Andrei Ruckenstein, PhD

 

 

ARROWS Internal Advisory Board Member


Andrei Ruckenstein, PhD
Professor and Chair of the Department of Physics
Boston University

Dr. Andrei Ruckenstein is a Professor and Chair of the Department of Physics at Boston University. Andrei served as Vice President and Associate Provost for Research at Boston University from June, 2007 to July 1, 2013. He received his PhD in Physics from Cornell, was a member of the Theoretical Physics group at AT&T Bell Laboratories, and held faculty positions in Physics at the University of California, San Diego, and Rutgers University. At Rutgers he was the founding Director of BioMaPS, a University-wide initiative focused on interdisciplinary research in Biology at the Interface with the Mathematical and Physical Sciences, and the first Director of the associated BioMaPS Graduate Program. He also served as Director of the Superconductivity Summer School at the International Center for Theoretical Physics in Trieste, and as President of the Aspen Center for Physics where he was elected as an honorary life-time trustee. He is the co-founder of the Aspen Science Center, a non-profit organization promoting K-12 science education and the public understanding of science. He was also the Chair of the Executive Committee and the founding President of the Massachusetts Green High Performance Computing Center, Inc., a collaboration between Boston University, Harvard, MIT, Northeastern, UMass, the State of Massachusetts, and Cisco and EMC. Currently he serves on the Executive Committee and is a member of the Board of Directors of the Corporation, and as a member of Big Data Organizing Committee for the Commonwealth of Massachusetts. He currently serves as the Chair of the Strategy and Budget Committee of the Board of CASIS, a Congress designated not-for-profit which manages the research and entrepreneurial activities on the International Space Station National Laboratory, and as a member of the Board of Directors of the Massachusetts Technology Collaborative.

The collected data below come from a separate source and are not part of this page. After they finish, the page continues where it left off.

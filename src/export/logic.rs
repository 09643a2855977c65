// src/export/logic.rs

use crate::db::attendance::load_records;
use crate::db::log::ttlog_soft;
use crate::db::pool::DbPool;
use crate::errors::{AppError, AppResult};
use crate::export::ExportFormat;
use crate::export::fs_utils::ensure_writable;
use crate::export::json_csv::{export_csv, export_json};
use crate::export::model::AttendanceExport;
use crate::ui::messages::warning;
use std::path::Path;

pub struct ExportLogic;

impl ExportLogic {
    /// Export attendance records, oldest first.
    ///
    /// - `file`: absolute path of the output file
    /// - `student`: restrict to one student ID
    ///
    /// Returns the number of rows written; nothing is written when no
    /// records match.
    pub fn export(
        pool: &DbPool,
        format: ExportFormat,
        file: &str,
        student: Option<&str>,
        force: bool,
    ) -> AppResult<usize> {
        let path = Path::new(file);

        if !path.is_absolute() {
            return Err(AppError::Export(format!(
                "Output file path must be absolute: {file}"
            )));
        }

        ensure_writable(path, force)?;

        let mut records = load_records(&pool.conn, student, None)?;
        if records.is_empty() {
            warning("No attendance records found for the export.");
            return Ok(0);
        }
        records.reverse();

        let rows: Vec<AttendanceExport> = records.iter().map(AttendanceExport::from).collect();

        match format {
            ExportFormat::Csv => export_csv(&rows, path)?,
            ExportFormat::Json => export_json(&rows, path)?,
        }

        ttlog_soft(
            &pool.conn,
            "export",
            file,
            &format!("{} records exported as {}", rows.len(), format.as_str()),
        );

        Ok(rows.len())
    }
}
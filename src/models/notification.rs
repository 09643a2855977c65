use super::direction::Direction;
use serde::Serialize;

/// Message stored for the parent-facing view. Delivery happens elsewhere.
#[derive(Debug, Clone, Serialize, PartialEq, Eq)]
pub struct NotificationRecord {
    pub id: i64,
    pub student_id: String,
    pub student_name: String,
    pub parent_name: String,
    pub parent_email: String,
    pub parent_contact: String,
    pub message: String,
    pub kind: String, // "bus" | "school" | "schedule"
    /// Set for attendance notifications only.
    pub direction: Option<Direction>,
    pub location: String,
    pub status: String,
    pub read: bool,
    pub created_at: String,
}
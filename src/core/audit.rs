//! Read-only check of the IN, OUT, IN, ... alternation per student.
//!
//! Nothing enforces the alternation at write time, so concurrent stations
//! can break it. This only reports; it never repairs.

use crate::db::attendance::{distinct_students, load_records_for_student};
use crate::db::pool::DbPool;
use crate::errors::AppResult;
use crate::models::attendance::AttendanceRecord;
use crate::models::direction::Direction;

#[derive(Debug, Clone, PartialEq, Eq)]
pub struct Violation {
    pub record: AttendanceRecord,
    /// Direction of the record before it; `None` for the first one.
    pub previous: Option<Direction>,
}

/// Violations in one student's history, oldest first.
pub fn check_sequence(mut records: Vec<AttendanceRecord>) -> Vec<Violation> {
    records.sort_by(|a, b| a.timestamp.cmp(&b.timestamp).then(a.id.cmp(&b.id)));

    let mut out = Vec::new();
    let mut expected = Direction::In;
    let mut previous = None;

    for rec in records {
        if rec.direction != expected {
            out.push(Violation {
                record: rec.clone(),
                previous,
            });
        }
        // resync on whatever was actually stored
        expected = rec.direction.opposite();
        previous = Some(rec.direction);
    }

    out
}

pub struct AuditLogic;

impl AuditLogic {
    pub fn check_alternation(pool: &DbPool) -> AppResult<Vec<Violation>> {
        let mut out = Vec::new();
        for sid in distinct_students(&pool.conn)? {
            let records = load_records_for_student(&pool.conn, &sid)?;
            out.extend(check_sequence(records));
        }
        Ok(out)
    }
}

#[cfg(test)]
mod tests {
    use super::*;
    use crate::models::scanner::ScannerKind;
    use chrono::{TimeZone, Utc};

    fn rec(id: i64, dir: Direction, secs: i64) -> AttendanceRecord {
        let mut r = AttendanceRecord::new(
            "STD001",
            "Ana",
            dir,
            Utc.timestamp_opt(1_760_000_000 + secs, 0).unwrap(),
            "School Main Gate",
            ScannerKind::School,
            "School Authority",
        );
        r.id = id;
        r
    }

    #[test]
    fn clean_history_has_no_violations() {
        let v = check_sequence(vec![
            rec(2, Direction::Out, 60),
            rec(1, Direction::In, 0),
            rec(3, Direction::In, 120),
        ]);
        assert!(v.is_empty());
    }

    #[test]
    fn double_in_and_leading_out_are_reported() {
        let v = check_sequence(vec![
            rec(1, Direction::Out, 0),
            rec(2, Direction::In, 10),
            rec(3, Direction::In, 12),
        ]);

        assert_eq!(v.len(), 2);
        assert_eq!(v[0].record.id, 1);
        assert_eq!(v[0].previous, None);
        assert_eq!(v[1].record.id, 3);
        assert_eq!(v[1].previous, Some(Direction::In));
    }
}
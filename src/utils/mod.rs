pub mod colors;
pub mod date;
pub mod path;
pub mod table;
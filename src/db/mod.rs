pub mod attendance;
pub mod buses;
pub mod initialize;
pub mod leaves;
pub mod log;
pub mod migrate;
pub mod notifications;
pub mod pool;
pub mod stats;
pub mod store;
pub mod students;

use crate::errors::AppError;
use chrono::{DateTime, SecondsFormat, Utc};

/// Timestamps are stored as RFC 3339 UTC text with millisecond precision.
pub(crate) fn ts_to_db(ts: &DateTime<Utc>) -> String {
    ts.to_rfc3339_opts(SecondsFormat::Millis, true)
}

pub(crate) fn ts_from_db(s: &str) -> rusqlite::Result<DateTime<Utc>> {
    DateTime::parse_from_rfc3339(s)
        .map(|dt| dt.with_timezone(&Utc))
        .map_err(|_| conversion_error(AppError::InvalidDate(s.to_string())))
}

/// Wrap a domain parsing error into the rusqlite row-mapping error.
pub(crate) fn conversion_error(e: AppError) -> rusqlite::Error {
    rusqlite::Error::FromSqlConversionFailure(0, rusqlite::types::Type::Text, Box::new(e))
}
use crate::cli::commands::open_pool;
use crate::cli::parser::StudentAction;
use crate::config::Config;
use crate::core::student::{StudentForm, StudentLogic, StudentPatch};
use crate::db::buses::find_bus;
use crate::errors::AppResult;
use crate::models::bus::Bus;
use crate::models::student::Student;
use crate::ui::messages::{header, info, success};
use crate::utils::colors::colorize_optional;
use crate::utils::table::Table;

fn print_profile(s: &Student, bus: Option<&Bus>) {
    header(format!("{} ({})", s.name, s.id_number));
    println!("Class          : {}", s.class);
    println!("Parent         : {}", s.parent_name);
    println!("Parent contact : {}", s.parent_contact);
    println!(
        "Parent email   : {}",
        colorize_optional(if s.parent_email.is_empty() { "-" } else { &s.parent_email })
    );
    println!("Parent address : {}", s.parent_address);
    if let Some(photo) = &s.photo {
        println!("Photo          : {}", photo);
    }
    match bus {
        Some(b) => println!("Bus            : {} (driver {}, {})", b.name, b.driver_name, b.driver_contact),
        None => println!("Bus            : {}", colorize_optional("-")),
    }
    let qr = s.qr_value.as_deref().unwrap_or("-");
    let opts = textwrap::Options::new(72).subsequent_indent("                 ");
    println!("QR payload     : {}", textwrap::fill(qr, opts));
}

pub fn handle(action: &StudentAction, cfg: &Config) -> AppResult<()> {
    let pool = open_pool(cfg)?;

    match action {
        StudentAction::Add {
            id,
            name,
            class,
            parent_name,
            parent_contact,
            parent_email,
            parent_address,
            photo,
            bus,
        } => {
            let s = StudentLogic::add(
                &pool,
                StudentForm {
                    id_number: id.clone(),
                    name: name.clone(),
                    class: class.clone(),
                    parent_name: parent_name.clone(),
                    parent_contact: parent_contact.clone(),
                    parent_email: parent_email.clone(),
                    parent_address: parent_address.clone(),
                    photo: photo.clone(),
                    bus: bus.clone(),
                },
            )?;
            success(format!("Student {} ({}) registered.", s.name, s.id_number));
            if let Some(qr) = &s.qr_value {
                info(format!("QR payload: {}", qr));
            }
        }

        StudentAction::List { class } => {
            let list = StudentLogic::list(&pool, class.as_deref())?;
            if list.is_empty() {
                info("No students found.");
                return Ok(());
            }

            header("Students");
            let mut table = Table::with_headers(&["ID", "Name", "Class", "Parent", "Contact"]);
            for s in &list {
                table.add_row(vec![
                    s.id_number.clone(),
                    s.name.clone(),
                    s.class.clone(),
                    s.parent_name.clone(),
                    s.parent_reference().to_string(),
                ]);
            }
            print!("{}", table.render());
        }

        StudentAction::Show { id } => {
            let s = StudentLogic::get(&pool, id)?;
            let bus = match s.bus_id {
                Some(id) => find_bus(&pool.conn, id)?,
                None => None,
            };
            print_profile(&s, bus.as_ref());
        }

        StudentAction::Edit {
            id,
            name,
            class,
            parent_name,
            parent_contact,
            parent_email,
            parent_address,
            photo,
            bus,
        } => {
            let patch = StudentPatch {
                name: name.clone(),
                class: class.clone(),
                parent_name: parent_name.clone(),
                parent_contact: parent_contact.clone(),
                parent_email: parent_email.clone(),
                parent_address: parent_address.clone(),
                photo: photo.clone(),
                bus: bus.clone(),
            };
            let s = StudentLogic::edit(&pool, id, patch)?;
            success(format!("Student {} updated.", s.id_number));
        }

        StudentAction::Del { id } => {
            StudentLogic::delete(&pool, id)?;
            success(format!("Student {} deleted.", id.trim()));
        }
    }

    Ok(())
}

Andrei is a theoretical condensed matter physicist by training, whose research interests focused primarily on the study of collective effects in atomic gases at low temperature, and the physics of strongly correlated many-body systems, with application to low dimensional semiconductors, heavy fermions, and non-Fermi liquid behavior and superconductivity of the oxide high temperature superconductors. A decade ago his research direction shifted from theoretical condensed matter physics to Biological Physics, an area that would be more appropriately described as “Biology from a Physicist’s Perspective”. His biology research has been concerned with understanding the mechanisms governing the behavior of RNA polymerase, the molecular motor that transcribes the genetic information encoded in DNA into RNA. He is the recipient of a Sloan Fellowship, an ONR Young Investigator Award, and a Senior Humboldt Prize, and he is a Fellow of the American Physical Society.